Love to have fresh dill on spring greens with a fresh garlic & herb dressing.


----------



## Lewkat (Apr 25, 2021)

Liberty said:


> Wilted lettuce  salad is delicious...that way its basically "cooked".  Love it with bacon and green onions.


My mom used to put tomatoes and tons of garlic in that salad.  We gobbled it up like crazy.


----------



## RadishRose (Apr 25, 2021)

Asian style peanut sauces are delicious with lettuce and salad.

I like Romaine shredded, arugula, tomatoes, red onion, sliced celery
with pressed or grated raw garlic mixed with heavy cream, salt and pepper tossed throughout. If I have fresh cilantro, that gets chopped and added too.


----------



## PamfromTx (Apr 25, 2021)

I don't eat as much lettuce as I use to; I substitute baby spinach instead.   Love to layer the spinach in a sandwich.  I'd pour some poppy seed salad dressing on the lettuce / dried cranberries when I did eat it.  Sprinkle pepper on it as well.


----------



## Oris Borloff (Apr 25, 2021)

I usually have kale as my primary salad green and whatever else I have depends what we have on hand.  Today it was kale, tomato, onion,  red bell pepper, green onion, steamed carrots, radish, left- over green beans, some cooked soy beans, roasted garlic and  balsamic vinegar.  Of course that's not enough so I also had a big bowl of vegetable barley stew.


----------



## SetWave (Apr 25, 2021)

Tried kale. Not a fan. I'm stickin' with spinach. 
Although I love Popeye not eating that canned stuff. Yuk.


----------



## Dana (Apr 25, 2021)

Prefer kalette to kale..I don't care much for iceberg but love Romaine.


----------



## PamfromTx (Apr 25, 2021)

*Have you had the Apple Gorgonzola Salad from Buca di Beppo? This copycat recipe is spot on! Fresh romaine lettuce tossed in a delicious homemade Italian vinaigrette, topped with dried cranberries, candied walnuts, gorgonzola, and Granny Smith Apples!
https://thefoodcharlatan.com/apple-gorgonzola-salad/*


----------



## PamfromTx (Apr 25, 2021)

I am now officially ~ drooling!!!


----------



## SeaBreeze (Apr 25, 2021)

We don't eat salads that often, but we stopped having lettuce years ago, and always use organic baby spinach instead.  I usually add sweet onions, cucumbers, tomatoes, broccoli, and red or orange peppers...sometimes mushrooms.  My husband like spicy Catalina dressing on his, I used to like Ranch, but have been making my own instead.  Mayo, red wine vinegar, Italian seasonings, parsley, chives, etc.


----------



## PamfromTx (Apr 25, 2021)

IrisSenior said:


> I vary my lettuce: Live lettuce, romaine, red/green leaf lettuce and add:
> cucumber, red pepper, carrots, celery, red onion, tomato, crumbled feta cheese, kalamata olives and top it all off with olive oil and balsamic vinegar.

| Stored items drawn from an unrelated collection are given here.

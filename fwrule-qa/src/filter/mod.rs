//! Rule parsing, overlap matching and zone classification

pub mod matcher;
pub mod netset;
pub mod policy;
pub mod rule;
pub mod zone;

pub use matcher::{find_overlap, overlaps, ReferenceRuleSet, SkipReason, SkippedRow};
pub use netset::{AddressFamily, NetworkSet, PortSet};
pub use policy::{CandidateReport, Outcome, RuleValidator, RunSummary, Verdict, VerdictTag};
pub use rule::{Protocol, RuleId, RuleRecord};
pub use zone::{is_zone_to_zone, ProtectedZone};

I eat this almost every day and vary it with a Greek feta dressing.


Sounds delish!!!


----------



## PamfromTx (Apr 25, 2021)

Aunt Marg said:


> Well, I've never...
> 
> 
> 
> ...


Are those cultured pears?   lol @Aunt Marg


----------



## PamfromTx (Apr 25, 2021)

And I prefer Cherubs grape tomatoes in my salads.


----------



## charry (Apr 26, 2021)

Liberty said:


> Wilted lettuce  salad is delicious...that way its basically "cooked".  Love it with bacon and green onions.


We used to have white shredded cabbage with our boiled bacon Liberty.....yummy


----------



## Liberty (Apr 26, 2021)

charry said:


> We used to have white shredded cabbage with our boiled bacon Liberty.....yummy


My dad loved "fried cabbage"...chop it about 1/4" thick, fry in skillet until tender with salt and pepper.  Then make a dressing of evaporated milk, vinegar and a bit of sugar or sweetener.  Its very good.  Now you've made me hungry for it.


----------



## twinkles (Apr 26, 2021)

my salad
lettuce
tomatoe
vadalia
baloney
cheese
raisins
delisious apple
croutons
blu cheese


----------



## charry (Apr 28, 2021)

Liberty said:


> My dad loved "fried cabbage"...chop it about 1/4" thick, fry in skillet until tender with salt and pepper.  Then make a dressing of evaporated milk, vinegar and a bit of sugar or sweetener.  Its very good.  Now you've made me hungry for it.


I must try that .....sounds Mmmm


----------